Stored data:
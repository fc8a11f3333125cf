// SPDX-FileCopyrightText: 2026 ArcheBase
//
// SPDX-License-Identifier: MulanPSL-2.0

//! NumPy `.npy` and `.npz` files.
//!
//! A value that is exactly `{"data": <array>}` is written as a single
//! `.npy` array. Anything else is written as an `.npz` archive with one
//! member per leaf, nested keys joined with `/`. Loading sniffs the zip
//! signature, so an archive saved under a `.npy` name still loads.
//!
//! Every numeric and boolean element type round-trips exactly; scalars are
//! stored as zero-dimensional arrays and load back as scalars. Strings are
//! stored as `<U{n}` arrays.

mod strings;

use std::io::{Cursor, Read, Seek, Write};
use std::path::{Path, PathBuf};

use ndarray::{ArrayD, IxDyn};
use ndarray_npy::{ReadNpyExt, WriteNpyExt};
use zip::write::SimpleFileOptions;
use zip::{CompressionMethod, ZipArchive, ZipWriter};

use crate::config::{NumpyConfig, RdmConfig};
use crate::core::value::{coerce_leaf, flatten, unflatten};
use crate::core::{ArrayData, DataError, Group, NdArray, Result, Value};
use crate::io::metadata::MetadataRecord;
use crate::io::staging;
use crate::io::traits::{check_depth, require_exists, AccessMode, FormatCodec};
use crate::FileFormat;

/// Separator for nested keys inside an `.npz` archive.
pub const KEY_SEPARATOR: &str = "/";

const ZIP_MAGIC: &[u8] = b"PK";
const DATA_KEY: &str = "data";

/// Codec for `.npy` / `.npz` files.
#[derive(Debug, Clone)]
pub struct NumpyCodec {
    path: PathBuf,
    config: NumpyConfig,
}

impl NumpyCodec {
    /// Bind a codec to `path`.
    pub fn new(path: impl Into<PathBuf>, config: NumpyConfig) -> Self {
        Self {
            path: path.into(),
            config,
        }
    }

    /// Bind a codec, checking that the path exists when reading.
    pub fn open(path: &Path, mode: AccessMode, config: &RdmConfig) -> Result<Self> {
        require_exists(path, mode)?;
        Ok(Self::new(path, config.formats.numpy.clone()))
    }

    fn read(&self) -> Result<Group> {
        let bytes = std::fs::read(&self.path)
            .map_err(|e| DataError::validation(FileFormat::Numpy, &self.path, e.to_string()))?;
        let result = if bytes.starts_with(ZIP_MAGIC) {
            read_npz(Cursor::new(bytes))
        } else {
            decode_npy(&bytes).map(|array| {
                let mut g = Group::new();
                g.insert(DATA_KEY.to_string(), Value::from_array(array));
                g
            })
        };
        result.map_err(|msg| DataError::validation(FileFormat::Numpy, &self.path, msg))
    }

    fn encode(&self, data: &Group, target: &Path) -> std::result::Result<Vec<u8>, String> {
        check_depth(data)?;
        let arrays = collect_arrays(data)?;

        let wants_npz = target
            .extension()
            .and_then(|e| e.to_str())
            .is_some_and(|e| e.eq_ignore_ascii_case("npz"));
        match arrays.as_slice() {
            [(key, array)] if key == DATA_KEY && !wants_npz => encode_npy(array),
            _ => encode_npz(&arrays, self.config.compressed),
        }
    }
}

impl FormatCodec for NumpyCodec {
    fn format(&self) -> FileFormat {
        FileFormat::Numpy
    }

    fn path(&self) -> &Path {
        &self.path
    }

    fn load(&self) -> Result<Group> {
        let data = self.read()?;
        tracing::info!(path = %self.path.display(), keys = data.len(), "Loaded NumPy data");
        Ok(data)
    }

    fn save(&self, data: &Group, target: Option<&Path>) -> Result<()> {
        let target = target.unwrap_or(&self.path);
        let bytes = self
            .encode(data, target)
            .map_err(|msg| DataError::persistence(FileFormat::Numpy, target, msg))?;
        staging::write_file(target, FileFormat::Numpy, &bytes)?;
        tracing::info!(path = %target.display(), "Saved NumPy data");
        Ok(())
    }

    fn validate(&self, data: &Group) -> bool {
        match check_depth(data).and_then(|_| collect_arrays(data).map(|_| ())) {
            Ok(()) => true,
            Err(msg) => {
                tracing::warn!(path = %self.path.display(), reason = %msg, "NumPy validation failed");
                false
            }
        }
    }

    fn metadata(&self) -> MetadataRecord {
        let mut record = MetadataRecord::for_path(&self.path, FileFormat::Numpy);
        if let Ok(bytes) = std::fs::read(&self.path) {
            let container = if bytes.starts_with(ZIP_MAGIC) { "npz" } else { "npy" };
            record.insert_detail("container", container);
        }
        if let Ok(data) = self.read() {
            let names: Vec<serde_json::Value> = flatten(&data, KEY_SEPARATOR)
                .into_keys()
                .map(serde_json::Value::from)
                .collect();
            record.insert_detail("arrays", names);
        }
        record
    }
}

/// Flatten a value into named arrays.
fn collect_arrays(data: &Group) -> std::result::Result<Vec<(String, NdArray)>, String> {
    let mut arrays = Vec::new();
    for (key, leaf) in flatten(data, KEY_SEPARATOR) {
        let coerced = coerce_leaf(&leaf, &key).ok_or_else(|| format!("{key}: not an array"))?;
        arrays.push((key, coerced.array));
    }
    Ok(arrays)
}

// =============================================================================
// Reading
// =============================================================================

fn from_ndarray<T>(array: ArrayD<T>) -> std::result::Result<NdArray, String>
where
    T: Clone,
    Vec<T>: Into<ArrayData>,
{
    let shape = array.shape().to_vec();
    let data: Vec<T> = array.iter().cloned().collect();
    NdArray::new(shape, data).map_err(|e| e.to_string())
}

fn decode_npy(bytes: &[u8]) -> std::result::Result<NdArray, String> {
    if let Some((shape, text)) = strings::decode(bytes)? {
        return NdArray::new(shape, text).map_err(|e| e.to_string());
    }

    let mut cursor = Cursor::new(bytes);
    macro_rules! attempt {
        ($($ty:ty),*) => {
            $(
                cursor.set_position(0);
                if let Ok(array) = ArrayD::<$ty>::read_npy(&mut cursor) {
                    return from_ndarray(array);
                }
            )*
        };
    }
    attempt!(f64, f32, i64, i32, i16, i8, u64, u32, u16, u8, bool);

    Err("unsupported dtype or invalid .npy data".to_string())
}

fn read_npz<R: Read + Seek>(reader: R) -> std::result::Result<Group, String> {
    let mut archive =
        ZipArchive::new(reader).map_err(|e| format!("failed to read npz archive: {e}"))?;

    let mut flat = std::collections::BTreeMap::new();
    for index in 0..archive.len() {
        let mut member = archive.by_index(index).map_err(|e| e.to_string())?;
        if member.is_dir() {
            continue;
        }
        let name = member.name().to_string();
        let mut bytes = Vec::new();
        member
            .read_to_end(&mut bytes)
            .map_err(|e| format!("{name}: {e}"))?;
        let array = decode_npy(&bytes).map_err(|e| format!("{name}: {e}"))?;
        let key = name.strip_suffix(".npy").unwrap_or(&name).to_string();
        flat.insert(key, Value::from_array(array));
    }
    Ok(unflatten(flat, KEY_SEPARATOR))
}

// =============================================================================
// Writing
// =============================================================================

fn to_ndarray<T>(shape: &[usize], data: &[T]) -> std::result::Result<ArrayD<T>, String>
where
    T: Clone,
{
    ArrayD::from_shape_vec(IxDyn(shape), data.to_vec()).map_err(|e| e.to_string())
}

fn write_npy<T>(shape: &[usize], data: &[T]) -> std::result::Result<Vec<u8>, String>
where
    T: Clone + ndarray_npy::WritableElement,
{
    let mut buf = Vec::new();
    to_ndarray(shape, data)?
        .write_npy(&mut buf)
        .map_err(|e| e.to_string())?;
    Ok(buf)
}

fn encode_npy(array: &NdArray) -> std::result::Result<Vec<u8>, String> {
    let shape = array.shape();
    match array.data() {
        ArrayData::Bool(v) => write_npy(shape, v),
        ArrayData::Int8(v) => write_npy(shape, v),
        ArrayData::Int16(v) => write_npy(shape, v),
        ArrayData::Int32(v) => write_npy(shape, v),
        ArrayData::Int64(v) => write_npy(shape, v),
        ArrayData::UInt8(v) => write_npy(shape, v),
        ArrayData::UInt16(v) => write_npy(shape, v),
        ArrayData::UInt32(v) => write_npy(shape, v),
        ArrayData::UInt64(v) => write_npy(shape, v),
        ArrayData::Float32(v) => write_npy(shape, v),
        ArrayData::Float64(v) => write_npy(shape, v),
        ArrayData::String(v) => strings::encode(shape, v),
    }
}

fn encode_npz(
    arrays: &[(String, NdArray)],
    compressed: bool,
) -> std::result::Result<Vec<u8>, String> {
    let method = if compressed {
        CompressionMethod::Deflated
    } else {
        CompressionMethod::Stored
    };

    let mut zip = ZipWriter::new(Cursor::new(Vec::new()));
    for (name, array) in arrays {
        let bytes = encode_npy(array).map_err(|e| format!("{name}: {e}"))?;
        let options = SimpleFileOptions::default()
            .compression_method(method)
            .large_file(bytes.len() >= u32::MAX as usize);
        zip.start_file(format!("{name}.npy"), options)
            .map_err(|e| format!("{name}: {e}"))?;
        zip.write_all(&bytes).map_err(|e| format!("{name}: {e}"))?;
    }
    let cursor = zip.finish().map_err(|e| e.to_string())?;
    Ok(cursor.into_inner())
}

#[cfg(test)]
mod tests {
    use super::*;

    fn temp_path(name: &str) -> PathBuf {
        std::env::temp_dir().join(format!(
            "robodata_test_numpy_{}_{}",
            std::process::id(),
            name
        ))
    }

    fn codec(path: &Path) -> NumpyCodec {
        NumpyCodec::new(path, NumpyConfig::default())
    }

    #[test]
    fn test_single_array_writes_npy() {
        let path = temp_path("single.npy");
        let mut g = Group::new();
        g.insert(
            "data".into(),
            Value::Array(NdArray::new(vec![2, 2], vec![1u16, 2, 3, 4]).unwrap()),
        );

        let c = codec(&path);
        c.save(&g, None).unwrap();
        let bytes = std::fs::read(&path).unwrap();
        assert!(bytes.starts_with(b"\x93NUMPY"));
        assert_eq!(c.load().unwrap(), g);
        assert_eq!(c.metadata().details["container"], "npy");

        let _ = std::fs::remove_file(&path);
    }

    #[test]
    fn test_nested_value_writes_npz() {
        let path = temp_path("nested.npy");
        let mut meta = Group::new();
        meta.insert("episode_length".into(), Value::Int(3));
        meta.insert("success".into(), Value::Bool(true));

        let mut g = Group::new();
        g.insert(
            "observations".into(),
            Value::Array(NdArray::new(vec![3, 2], vec![0.5f32; 6]).unwrap()),
        );
        g.insert("ids".into(), Value::Array(NdArray::vector(vec![7i8, 8, 9])));
        g.insert("metadata".into(), Value::Group(meta));

        let c = codec(&path);
        c.save(&g, None).unwrap();
        let bytes = std::fs::read(&path).unwrap();
        assert!(bytes.starts_with(b"PK"));
        assert_eq!(c.load().unwrap(), g);

        let record = c.metadata();
        assert_eq!(record.details["container"], "npz");
        assert_eq!(record.details["arrays"].as_array().unwrap().len(), 4);

        let _ = std::fs::remove_file(&path);
    }

    #[test]
    fn test_uncompressed_npz() {
        let path = temp_path("plain.npz");
        let mut g = Group::new();
        g.insert("data".into(), Value::Array(NdArray::vector(vec![1.0f64, 2.0])));

        let c = NumpyCodec::new(&path, NumpyConfig { compressed: false });
        c.save(&g, None).unwrap();
        assert!(std::fs::read(&path).unwrap().starts_with(b"PK"));
        assert_eq!(c.load().unwrap(), g);

        let _ = std::fs::remove_file(&path);
    }

    #[test]
    fn test_lists_are_coerced() {
        let path = temp_path("lists.npz");
        let mut g = Group::new();
        g.insert(
            "rewards".into(),
            Value::List(vec![Value::Float(0.0), Value::Float(1.0)]),
        );

        let c = codec(&path);
        c.save(&g, None).unwrap();
        let loaded = c.load().unwrap();
        assert_eq!(
            loaded["rewards"].as_array().unwrap().data(),
            &ArrayData::Float64(vec![0.0, 1.0])
        );

        let _ = std::fs::remove_file(&path);
    }

    #[test]
    fn test_strings_round_trip() {
        let path = temp_path("strings.npz");
        let mut meta = Group::new();
        meta.insert("task".into(), Value::from("pick_and_place"));
        meta.insert("episode_length".into(), Value::Int(100));

        let mut g = Group::new();
        g.insert("metadata".into(), Value::Group(meta));
        g.insert(
            "labels".into(),
            Value::Array(NdArray::vector(vec!["grasp".to_string(), "lift".to_string()])),
        );

        let c = codec(&path);
        assert!(c.validate(&g));
        c.save(&g, None).unwrap();
        assert_eq!(c.load().unwrap(), g);

        let _ = std::fs::remove_file(&path);
    }

    #[test]
    fn test_single_string_array_writes_npy() {
        let path = temp_path("names.npy");
        let mut g = Group::new();
        g.insert(
            "data".into(),
            Value::Array(
                NdArray::new(
                    vec![2, 2],
                    vec!["a".to_string(), "bb".to_string(), "".to_string(), "dddd".to_string()],
                )
                .unwrap(),
            ),
        );

        let c = codec(&path);
        c.save(&g, None).unwrap();
        let bytes = std::fs::read(&path).unwrap();
        assert!(bytes.starts_with(b"\x93NUMPY"));
        assert!(String::from_utf8_lossy(&bytes[..128]).contains("'<U4'"));
        assert_eq!(c.load().unwrap(), g);

        let _ = std::fs::remove_file(&path);
    }

    #[test]
    fn test_garbage_fails_load() {
        let path = temp_path("garbage.npy");
        std::fs::write(&path, b"definitely not numpy").unwrap();
        assert!(codec(&path).load().unwrap_err().is_validation());
        let _ = std::fs::remove_file(&path);
    }
}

> [Exercise prompt]: The line containing "as a single" marks the end. Please print exactly every line from the top of the data to it, both included, and nothing more.

> [Written response]:
repository fc8a11f3333125cf
// SPDX-FileCopyrightText: 2026 ArcheBase
//
// SPDX-License-Identifier: MulanPSL-2.0

//! NumPy `.npy` and `.npz` files.
//!
//! A value that is exactly `{"data": <array>}` is written as a single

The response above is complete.